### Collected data
§ §
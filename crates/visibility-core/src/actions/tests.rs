//! Action flow tests against the in-memory backend

use std::cell::RefCell;
use std::time::Duration;

use super::mock::MockApi;
use super::*;
use crate::model::PromptSet;
use crate::reconcile::{build_grid, MetricDisplay};

#[derive(Default)]
struct CountingScheduler {
    scheduled: RefCell<Vec<Duration>>,
}

impl RefreshScheduler for CountingScheduler {
    fn schedule_refresh(&self, delay: Duration) {
        self.scheduled.borrow_mut().push(delay);
    }
}

fn sample_query(id: &str) -> Query {
    let mut query = Query::new(QueryId::new(id), format!("Query {}", id));
    query.keywords = vec!["acme".to_string()];
    query.models = vec!["modelA".to_string()];
    query.prompts = [("en", "What is the best tool?")].into_iter().collect::<PromptSet>();
    query
}

fn sample_result(query_id: &str, tracked_at: &str, position: f64, visibility: f64) -> TrackingResult {
    TrackingResult {
        query_id: Some(QueryId::new(query_id)),
        question_text: "What is the best tool?".to_string(),
        keyword: "acme".to_string(),
        model_id: "modelA".to_string(),
        tracked_at: Some(tracked_at.to_string()),
        position: Some(position),
        visibility: Some(visibility),
        ..Default::default()
    }
}

#[tokio::test]
async fn test_delete_removes_query_and_refreshes_stats() {
    let api = MockApi::with_queries(vec![sample_query("q1"), sample_query("q2")]);

    let data = delete_query(&api, &QueryId::new("q1")).await.expect("delete failed");

    assert!(data.queries.iter().all(|s| s.query.id.as_str() != "q1"));
    assert_eq!(data.queries.len(), 1);
    assert_eq!(data.stats.active_queries, 1);
    assert_eq!(
        api.calls(),
        vec!["DELETE /api/queries/q1", "GET /api/stats", "GET /api/queries"]
    );
}

#[tokio::test]
async fn test_failed_delete_does_not_refetch() {
    let api = MockApi::with_queries(vec![sample_query("q1")]);
    api.fail("delete_query", ApiError::Status { status: 500, message: None });

    let err = delete_query(&api, &QueryId::new("q1")).await.unwrap_err();

    assert_eq!(err.user_message(DELETE_FAILED), DELETE_FAILED);
    assert_eq!(api.calls(), vec!["DELETE /api/queries/q1"]);
    assert_eq!(api.state.borrow().queries.len(), 1);
}

#[tokio::test]
async fn test_track_all_posts_once_and_schedules_one_refresh() {
    let api = MockApi::default();
    let scheduler = CountingScheduler::default();
    let delay = Duration::from_secs(5);

    let message = track_all(&api, &scheduler, delay).await.expect("track-all failed");

    assert_eq!(message, "Tracking iniciado");
    assert_eq!(api.calls(), vec!["POST /api/track-all"]);
    assert_eq!(*scheduler.scheduled.borrow(), vec![delay]);
}

#[tokio::test]
async fn test_failed_track_all_schedules_nothing() {
    let api = MockApi::default();
    api.fail("track_all", ApiError::Network("connection refused".to_string()));
    let scheduler = CountingScheduler::default();

    let err = track_all(&api, &scheduler, Duration::from_secs(5)).await.unwrap_err();

    assert_eq!(err.user_message(TRACK_ALL_FAILED), TRACK_ALL_FAILED);
    assert_eq!(api.calls().len(), 1);
    assert!(scheduler.scheduled.borrow().is_empty());
}

#[tokio::test]
async fn test_track_query_refetches_query_and_results() {
    let api = MockApi::with_queries(vec![sample_query("q1")]);
    api.state.borrow_mut().on_track = vec![sample_result("q1", "2024-01-02", 1.0, 20.0)];

    let tracked = track_query(&api, &QueryId::new("q1")).await.expect("track failed");

    assert_eq!(tracked.report.results.len(), 1);
    let (query, results) = tracked.refreshed.clone().expect("re-fetch missing");
    assert_eq!(results.len(), 1);
    assert_eq!(query.id.as_str(), "q1");
    assert_eq!(tracked.summary(), "Tracking completado");
    assert_eq!(
        api.calls(),
        vec![
            "POST /api/queries/q1/track",
            "GET /api/queries/q1",
            "GET /api/queries/q1/results"
        ]
    );
}

#[tokio::test]
async fn test_track_query_failure_surfaces_server_message() {
    let api = MockApi::with_queries(vec![sample_query("q1")]);
    api.fail(
        "track_query",
        ApiError::Status {
            status: 404,
            message: Some("Query no encontrada".to_string()),
        },
    );

    let mut control = TrackControl::default();
    assert!(control.begin("Track"));
    let err = track_query(&api, &QueryId::new("q1")).await.unwrap_err();
    let restored = control.finish();

    assert_eq!(err.user_message(TRACK_FAILED), "Query no encontrada");
    assert_eq!(restored.as_deref(), Some("Track"));
    assert_eq!(api.calls(), vec!["POST /api/queries/q1/track"]);
}

#[tokio::test]
async fn test_track_query_keeps_report_when_refetch_fails() {
    let api = MockApi::with_queries(vec![sample_query("q1")]);
    api.state.borrow_mut().on_track = vec![sample_result("q1", "2024-01-02", 1.0, 20.0)];
    api.fail("results", ApiError::Network("reset".to_string()));

    let tracked = track_query(&api, &QueryId::new("q1")).await.expect("track request failed");

    assert_eq!(tracked.report.results.len(), 1);
    assert_eq!(tracked.refreshed, None);
    assert_eq!(
        tracked.summary(),
        format!("Tracking completado. {}", TRACK_RELOAD_FAILED)
    );

    let detail = load_detail(&api, &QueryId::new("q1")).await.unwrap();
    assert_eq!(tracked.apply_to(Some(detail.clone())), Some(detail));
}

#[tokio::test]
async fn test_tracked_data_fills_detail_before_first_load() {
    let api = MockApi::with_queries(vec![sample_query("q1")]);
    api.state.borrow_mut().on_track = vec![sample_result("q1", "2024-01-02", 3.5, 42.0)];

    let tracked = track_query(&api, &QueryId::new("q1")).await.unwrap();
    let detail = tracked.apply_to(None).expect("tracked data dropped");

    assert_eq!(detail.query.id.as_str(), "q1");
    assert_eq!(detail.results.len(), 1);
    assert_eq!(detail.names, ModelNames::builtin());
    assert!(detail.has_questions());
}

#[tokio::test]
async fn test_tracked_data_keeps_loaded_catalog() {
    let api = MockApi::with_queries(vec![sample_query("q1")]);
    api.state.borrow_mut().models = vec![ModelInfo::new("modelA", "Model A")];
    let loaded = load_detail(&api, &QueryId::new("q1")).await.unwrap();
    assert!(loaded.results.is_empty());

    api.state.borrow_mut().on_track = vec![sample_result("q1", "2024-01-02", 3.5, 42.0)];
    let tracked = track_query(&api, &QueryId::new("q1")).await.unwrap();
    let detail = tracked.apply_to(Some(loaded.clone())).unwrap();

    assert_eq!(detail.names, loaded.names);
    assert_eq!(detail.results.len(), 1);
}

#[tokio::test]
async fn test_blank_prompts_have_no_questions() {
    let mut query = sample_query("q1");
    query.prompts = [("en", "  \n\n   ")].into_iter().collect::<PromptSet>();
    let api = MockApi::with_queries(vec![query]);

    let detail = load_detail(&api, &QueryId::new("q1")).await.unwrap();

    assert!(!detail.query.prompts.is_empty());
    assert!(!detail.has_questions());
}

#[tokio::test]
async fn test_invalid_draft_never_hits_the_network() {
    let api = MockApi::default();
    let draft = QueryDraft::default();

    let err = save_draft(&api, &draft, None).await.unwrap_err();

    assert_eq!(err, SaveError::Invalid(DraftError::MissingName));
    assert!(api.calls().is_empty());
}

#[tokio::test]
async fn test_save_draft_creates_then_updates() {
    let api = MockApi::default();
    let mut draft = QueryDraft::default();
    draft.set_name("Brand");
    draft.add_keyword("acme");
    draft.set_prompt_text("Best tool?");
    draft.toggle_model("modelA");

    let id = save_draft(&api, &draft, None).await.unwrap().expect("create returns an id");
    draft.set_name("Brand renamed");
    save_draft(&api, &draft, Some(&id)).await.unwrap();

    let state = api.state.borrow();
    assert_eq!(state.queries.len(), 1);
    assert_eq!(state.queries[0].name, "Brand renamed");
    assert_eq!(state.calls, vec!["POST /api/queries".to_string(), format!("PUT /api/queries/{}", id)]);
}

#[tokio::test]
async fn test_save_error_message_prefers_backend_text() {
    let api = MockApi::default();
    api.fail("create_query", ApiError::from_response(400, r#"{"error": "Nombre duplicado"}"#));
    let mut draft = QueryDraft::default();
    draft.set_name("Brand");
    draft.add_keyword("acme");
    draft.set_prompt_text("Best tool?");
    draft.toggle_model("modelA");

    let err = save_draft(&api, &draft, None).await.unwrap_err();
    assert_eq!(err.user_message(), "Nombre duplicado");
}

#[tokio::test]
async fn test_load_detail_degrades_without_results_or_catalog() {
    let api = MockApi::with_queries(vec![sample_query("q1")]);
    api.fail("results", ApiError::Network("reset".to_string()));
    api.fail("models", ApiError::Status { status: 500, message: None });

    let detail = load_detail(&api, &QueryId::new("q1")).await.expect("query itself loads");

    assert!(detail.results.is_empty());
    assert_eq!(detail.names, ModelNames::builtin());
}

#[tokio::test]
async fn test_load_detail_requires_the_query() {
    let api = MockApi::default();
    let err = load_detail(&api, &QueryId::new("missing")).await.unwrap_err();
    assert!(err.is_not_found());
    assert_eq!(err.user_message(LOAD_FAILED), "Query no encontrada");
}

#[tokio::test]
async fn test_detail_page_end_to_end() {
    let api = MockApi::with_queries(vec![sample_query("q1")]);
    {
        let mut state = api.state.borrow_mut();
        state.results = vec![
            sample_result("q1", "2024-01-01", 9.0, 1.0),
            sample_result("q1", "2024-01-02", 3.5, 42.0),
            sample_result("other", "2024-01-03", 1.0, 99.0),
        ];
        state.models = vec![ModelInfo::new("modelA", "Model A")];
    }

    let detail = load_detail(&api, &QueryId::new("q1")).await.unwrap();
    let mut query = detail.query.clone();
    query.keywords.push("globex".to_string());
    let grid = build_grid(&query, &detail.results, &detail.names);

    let column = &grid[0].columns[0];
    assert_eq!(column.model_name, "Model A");
    assert_eq!(column.cells[0].metrics.position.as_str(), "3.50");
    assert_eq!(column.cells[0].metrics.visibility.as_str(), "42.00%");
    assert_eq!(column.cells[1].metrics.position, MetricDisplay::NoData);
    assert_eq!(column.cells[1].metrics.visibility, MetricDisplay::Pending);
}

#[test]
fn test_track_summary_mentions_failed_cells() {
    let mut report = TrackReport::default();
    assert_eq!(track_summary(&report), TRACK_DONE);

    report.message = Some("Tracking completado".to_string());
    report.results = vec![
        crate::model::TrackOutcome { success: true, ..Default::default() },
        crate::model::TrackOutcome { success: false, error: Some("timeout".to_string()), ..Default::default() },
    ];
    assert_eq!(track_summary(&report), "Tracking completado (1 of 2 failed)");
}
§ §
### Requirement
Return the entries exactly through the "async fn test_failed_delete_does_not_refetch()" line.

### Answer box
filename crates/visibility-core/src/actions/tests.rs
//! Action flow tests against the in-memory backend

use std::cell::RefCell;
use std::time::Duration;

use super::mock::MockApi;
use super::*;
use crate::model::PromptSet;
use crate::reconcile::{build_grid, MetricDisplay};

#[derive(Default)]
struct CountingScheduler {
    scheduled: RefCell<Vec<Duration>>,
}

impl RefreshScheduler for CountingScheduler {
    fn schedule_refresh(&self, delay: Duration) {
        self.scheduled.borrow_mut().push(delay);
    }
}

fn sample_query(id: &str) -> Query {
    let mut query = Query::new(QueryId::new(id), format!("Query {}", id));
    query.keywords = vec!["acme".to_string()];
    query.models = vec!["modelA".to_string()];
    query.prompts = [("en", "What is the best tool?")].into_iter().collect::<PromptSet>();
    query
}

fn sample_result(query_id: &str, tracked_at: &str, position: f64, visibility: f64) -> TrackingResult {
    TrackingResult {
        query_id: Some(QueryId::new(query_id)),
        question_text: "What is the best tool?".to_string(),
        keyword: "acme".to_string(),
        model_id: "modelA".to_string(),
        tracked_at: Some(tracked_at.to_string()),
        position: Some(position),
        visibility: Some(visibility),
        ..Default::default()
    }
}

#[tokio::test]
async fn test_delete_removes_query_and_refreshes_stats() {
    let api = MockApi::with_queries(vec![sample_query("q1"), sample_query("q2")]);

    let data = delete_query(&api, &QueryId::new("q1")).await.expect("delete failed");

    assert!(data.queries.iter().all(|s| s.query.id.as_str() != "q1"));
    assert_eq!(data.queries.len(), 1);
    assert_eq!(data.stats.active_queries, 1);
    assert_eq!(
        api.calls(),
        vec!["DELETE /api/queries/q1", "GET /api/stats", "GET /api/queries"]
    );
}

#[tokio::test]
async fn test_failed_delete_does_not_refetch() {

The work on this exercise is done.